Copy each line from the listing below where the word "impl" shows up.
START Given records
// Copyright @yucwang 2026

use crate::core::computation_node::ComputationNode;
use crate::core::integrator::Integrator;
use crate::core::sampler::Sampler;
use crate::core::scene::Scene;
use crate::math::ray::Ray3f;
use crate::math::spectrum::RGBSpectrum;

pub struct AlbedoIntegrator;

impl AlbedoIntegrator {
    pub fn new() -> Self {
        Self
    }
}

impl ComputationNode for AlbedoIntegrator {
    fn to_string(&self) -> String {
        String::from("AlbedoIntegrator")
    }
}

impl Integrator for AlbedoIntegrator {
    fn li(&self, scene: &Scene, ray: &Ray3f, rng: &mut dyn Sampler) -> RGBSpectrum {
        match scene.intersect(ray, rng) {
            Some(its) => its.evaluate_albedo(),
            None => RGBSpectrum::black(),
        }
    }
}

#[cfg(test)]
mod tests {
    use super::*;
    use std::sync::Arc;
    use crate::core::instance::Instance;
    use crate::materials::diffuse::DiffuseBSDF;
    use crate::math::constants::Vector3f;
    use crate::samplers::independent::IndependentSampler;
    use crate::shapes::sphere::Sphere;
    use crate::textures::constant::ConstantTexture;

    #[test]
    fn test_albedo_first_hit() {
        let albedo = RGBSpectrum::new(0.7, 0.2, 0.1);
        let mut scene = Scene::new();
        scene.add_instance(Instance::new(Arc::new(Sphere::new()))
            .with_bsdf(Arc::new(DiffuseBSDF::new(Arc::new(ConstantTexture::new(albedo))))));
        let mut rng = IndependentSampler::new(1337, 1);

        let hit = Ray3f::new(Vector3f::new(0.0, 0.0, -3.0), Vector3f::new(0.0, 0.0, 1.0));
        assert_eq!(AlbedoIntegrator::new().li(&scene, &hit, &mut rng), albedo);
        let miss = Ray3f::new(Vector3f::new(0.0, 3.0, -3.0), Vector3f::new(0.0, 0.0, 1.0));
        assert!(AlbedoIntegrator::new().li(&scene, &miss, &mut rng).is_black());
    }
}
END Given records
Answer for the task:
impl AlbedoIntegrator {
impl ComputationNode for AlbedoIntegrator {
impl Integrator for AlbedoIntegrator {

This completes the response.